Over the last decade, the widespread adoption of stronger security practices combined with developments in hardware and software have enabled enterprises to mitigate some cybersecurity and privacy risks. System-level security protects platforms from attack from the BIOS level upwards, while accelerated encryption and hardware-based authentication offer more security for data in transit between systems and at rest. Yet there’s still one area where data can easily remain vulnerable and exposed – when it’s actually in use.
Here’s the problem: when data can be processed by an application, it needs to be unencrypted in memory, pulled in for processing, and the results of that processing output. At all points during this cycle, the data is effectively in the clear, visible to the operating system or hypervisor, other compute resources and any party with system-level access to the memory and CPU. This might not sound like a huge security problem, but there are multiple scenarios where it is. Any vulnerability that could be exploited to provide low-level access to the OS, the hypervisor, the CPU or RAM could expose data while in use. Bad actors working within an organisation could potentially gain unauthorised access.
Most seriously, there is always the risk that data running on a system in a third-party data centre, or the cloud could be visible and accessible to an insider attack. This is a deal-breaker for many enterprises that wish to make the most of the cost efficiencies and enormous compute resources of the cloud, because you could be trusting your most precious data – your IP, your security keys, your applications, your business data and your customers’ data – to systems where you don’t have full control.

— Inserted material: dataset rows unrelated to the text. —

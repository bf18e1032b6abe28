// SPDX-License-Identifier: GPL-3.0-or-later
// Copyright 2026 Tobias Sarnowski

//! Single-pass compile driver: walks a token stream, resolving names
//! through [`Dictionary`] and emitting bytecode through [`Compiler`]
//! (SPEC_FULL.md §B.1).
//!
//! There is no intermediate AST. A `(` either opens a `locals:` clause
//! (only recognized directly after a definition's name) or a list
//! literal; both are resolved as they are seen, the same way the
//! compiler resolves a word the moment its token is read.

#[cfg(any(test, feature = "std"))]
use std::vec::Vec;

#[cfg(not(any(test, feature = "std")))]
use alloc::vec::Vec;

use crate::bytecode::op;
use crate::compiler::{Compiler, FIRST_USER_ADDR, LocalScope};
use crate::dictionary::{Binding, Dictionary};
use crate::error::{CompileError, VmError};
use crate::memory::Memory;
use crate::reader::lexer::{LexError, Lexer, Token};
use crate::tagged::{Decoded, Tag, TaggedValue};

/// Either half of reading a program can fail.
#[derive(Debug, Clone, Copy, PartialEq, Eq)]
pub enum ReadError {
    /// A lexical error.
    Lex(LexError),
    /// A compile-time error (undefined word, malformed definition, ...).
    Compile(CompileError),
}

impl From<LexError> for ReadError {
    fn from(e: LexError) -> Self {
        Self::Lex(e)
    }
}

impl From<CompileError> for ReadError {
    fn from(e: CompileError) -> Self {
        Self::Compile(e)
    }
}

impl From<VmError> for ReadError {
    fn from(_: VmError) -> Self {
        Self::Compile(CompileError::UnexpectedToken)
    }
}

/// Seeds a fresh [`Dictionary`] with every builtin word (SPEC_FULL.md
/// §B.3), so a program can call `+`, `dup`, `fetch`, and so on without
/// the host wiring each one up by hand.
#[must_use]
pub fn bootstrap_dictionary() -> Dictionary {
    let mut dict = Dictionary::new();
    for &(name, opcode) in crate::builtins::BUILTINS {
        let code = TaggedValue::encode(i32::from(opcode), Tag::Code)
            .expect("builtin opcode always fits CODE's payload");
        dict.define(name, Binding::Code(code), false);
    }
    dict
}

/// Tokenizes `source` in full, for lookahead-free recursive descent.
fn tokenize(source: &str) -> Result<Vec<Token>, ReadError> {
    let mut lexer = Lexer::new(source);
    let mut tokens = Vec::new();
    while let Some(tok) = lexer.next_token()? {
        tokens.push(tok);
    }
    Ok(tokens)
}

/// Compiles a call to a dictionary word already resolved to a binding.
fn emit_binding(compiler: &mut Compiler<'_>, binding: Binding) -> Result<(), CompileError> {
    match binding {
        Binding::Local(slot) => compiler.emit_var_ref(slot),
        Binding::Code(value) => match value.decode() {
            Decoded::Boxed(Tag::Code, payload) if (0..128).contains(&payload) => {
                compiler.emit_opcode(payload as u8)
            }
            Decoded::Boxed(Tag::Code, payload) => compiler.emit_call(payload as u16),
            _ => Err(CompileError::UnexpectedToken),
        },
    }
}

/// Compiles one word reference, consulting `dict`.
fn compile_word(
    compiler: &mut Compiler<'_>,
    dict: &Dictionary,
    name: &str,
) -> Result<(), ReadError> {
    let binding = dict.lookup(name).ok_or(CompileError::UndefinedWord)?;
    emit_binding(compiler, binding)?;
    Ok(())
}

/// Compiles a sequence of tokens up to (but not including) a terminator
/// predicate, returning the index just past the terminator.
fn compile_body(
    compiler: &mut Compiler<'_>,
    dict: &mut Dictionary,
    tokens: &[Token],
    mut i: usize,
    stop_at_semicolon: bool,
) -> Result<usize, ReadError> {
    while i < tokens.len() {
        match &tokens[i] {
            Token::Semicolon if stop_at_semicolon => return Ok(i + 1),
            Token::Int(n) => {
                let value = TaggedValue::encode(*n, Tag::Integer)?;
                compiler.emit_literal(value)?;
                i += 1;
            }
            Token::LParen => {
                compiler.emit_open_list()?;
                i = compile_list_body(compiler, dict, tokens, i + 1)?;
                compiler.emit_close_list()?;
            }
            Token::RParen => return Err(ReadError::Compile(CompileError::UnexpectedToken)),
            Token::Colon => {
                i = compile_definition(compiler, dict, tokens, i + 1)?;
            }
            Token::Semicolon => return Err(ReadError::Compile(CompileError::UnexpectedToken)),
            Token::Word(name) => {
                compile_word(compiler, dict, name)?;
                i += 1;
            }
        }
    }
    if stop_at_semicolon {
        Err(ReadError::Compile(CompileError::UnexpectedEnd))
    } else {
        Ok(i)
    }
}

/// Compiles the elements of a list literal up to its matching `)`.
fn compile_list_body(
    compiler: &mut Compiler<'_>,
    dict: &mut Dictionary,
    tokens: &[Token],
    mut i: usize,
) -> Result<usize, ReadError> {
    loop {
        let Some(tok) = tokens.get(i) else {
            return Err(ReadError::Compile(CompileError::UnexpectedEnd));
        };
        match tok {
            Token::RParen => return Ok(i + 1),
            Token::Int(n) => {
                let value = TaggedValue::encode(*n, Tag::Integer)?;
                compiler.emit_literal(value)?;
                i += 1;
            }
            Token::LParen => {
                compiler.emit_open_list()?;
                i = compile_list_body(compiler, dict, tokens, i + 1)?;
                compiler.emit_close_list()?;
            }
            Token::Word(name) => {
                compile_word(compiler, dict, name)?;
                i += 1;
            }
            Token::Colon | Token::Semicolon => {
                return Err(ReadError::Compile(CompileError::UnexpectedToken));
            }
        }
    }
}

/// Reads a `( locals: a b c )` clause, if one appears at `i`. Returns
/// the declared names and the index just past the clause (or `i`
/// itself, unchanged, if no such clause is present).
fn read_locals_clause<'t>(
    tokens: &'t [Token],
    i: usize,
) -> Result<(Vec<&'t str>, usize), ReadError> {
    let is_locals_clause = matches!(tokens.get(i), Some(Token::LParen))
        && matches!(tokens.get(i + 1), Some(Token::Word(w)) if w == "locals:");
    if !is_locals_clause {
        return Ok((Vec::new(), i));
    }
    let mut names = Vec::new();
    let mut j = i + 2;
    loop {
        match tokens.get(j) {
            Some(Token::Word(name)) => {
                names.push(name.as_str());
                j += 1;
            }
            Some(Token::RParen) => return Ok((names, j + 1)),
            _ => return Err(ReadError::Compile(CompileError::UnexpectedToken)),
        }
    }
}

/// Compiles a `: name ( locals: ... ) body ;` definition starting just
/// after the `:`, defining `name` in `dict` before compiling the body
/// so self-recursive calls resolve. Returns the index just past `;`.
///
/// A definition is compiled inline, wherever its `:` appears among
/// other tokens, so it always leads with a `BRANCH` over its own body
/// (SPEC_FULL.md §B.1) - otherwise sequential execution reaching that
/// address from the top level, or from an enclosing definition, would
/// fall straight into the body instead of calling it.
fn compile_definition(
    compiler: &mut Compiler<'_>,
    dict: &mut Dictionary,
    tokens: &[Token],
    i: usize,
) -> Result<usize, ReadError> {
    let Some(Token::Word(name)) = tokens.get(i) else {
        return Err(ReadError::Compile(CompileError::UnexpectedToken));
    };
    let (locals, mut i) = read_locals_clause(tokens, i + 1)?;

    let skip = compiler.emit_branch(op::BRANCH)?;

    let entry = compiler.ip();
    let code = TaggedValue::encode(entry as i32, Tag::Code)?;
    dict.define(name, Binding::Code(code), false);

    let checkpoint = dict.mark();
    let mut scope = LocalScope::new();
    for local_name in &locals {
        let slot = scope.declare(local_name);
        dict.define(local_name, Binding::Local(slot), false);
    }
    if !locals.is_empty() {
        compiler.emit_reserve_locals(scope.len())?;
    }

    i = compile_body(compiler, dict, tokens, i, true)?;
    compiler.emit_ret()?;
    dict.forget(checkpoint);
    compiler.patch_here(skip)?;
    Ok(i)
}

/// Compiles an entire program's top-level token stream into `memory`,
/// starting definitions at [`FIRST_USER_ADDR`] and emitting a final
/// `ret` so the interpreter halts cleanly when it reaches the end
/// (SPEC_FULL.md §B.1). Returns the byte address execution should
/// start from.
///
/// # Errors
///
/// Returns a [`ReadError`] on any lexical or compile-time failure.
pub fn read(source: &str, memory: &mut Memory, dict: &mut Dictionary) -> Result<u32, ReadError> {
    let tokens = tokenize(source)?;
    let mut compiler = Compiler::at(memory, FIRST_USER_ADDR);
    let entry = compiler.ip();
    compile_body(&mut compiler, dict, &tokens, 0, false)?;
    compiler.emit_ret()?;
    Ok(entry)
}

This restricts organisations and prevents them from taking advantage of new services and applications that could help transform their business. It causes organisations in strongly regulated sectors, such as finance or healthcare, to abandon initiatives that might enable them to take advantage of cutting-edge AI technologies or collaborate with their peers. It’s a problem for companies working on driverless vehicles or running machine learning and analytics on data from IoT devices, where it makes more sense to run data-heavy compute operations nearer the edge.
As Richard Curran, Security Officer for the Datacenter Group at Intel puts it, ‘If data needs to be trusted, it needs to be protected at rest, it needs to be protected in flight, and it needs to be protected in use.’ The lack of security and privacy controls around data in use has become an impediment for cloud computing, while leaving vulnerabilities open within the data centre.
Why confidential computing is crucial
Confidential computing is all about removing these impediments and vulnerabilities, by using hardware-based techniques to isolate data and workloads from the rest of the system and running them within a trusted execution environment (TEE). Data exposed within the TEE can’t be seen by the operating system, other applications or other resources, or by those who have access to the hardware. Curran likens the overall impact on security to the difference between storing valuables inside the safe in a hotel lobby to storing them inside the safe in your hotel room. With the former, there’s a high level of security, but always some risk of insider threat. With the latter, only you have the code to unlock the safe, so you can control who can access what’s inside.
This puts the enterprise back in control of its workloads and its data, whether running on-premises, in a third-party data centre or inside the cloud. What’s more, this capability is available right now, through Intel’s Software Guard Extensions technology, or SGX.
How SGX Works
SGX works by splitting the processes in an application into two parts: secure and non-secure. The non-secure part runs as normal, but the secure part is encrypted and moved to what’s called an enclave; a protected, private region of the system memory, isolated from any other processes running, along with other applications, the OS or the hypervisor. There’s no way of seeing what’s going on inside the enclave, but the processes in the enclave can feed data back to the non-secure part of the application through specific channels. What’s more, the data can be sealed to ensure that it isn’t manipulated or tampered with.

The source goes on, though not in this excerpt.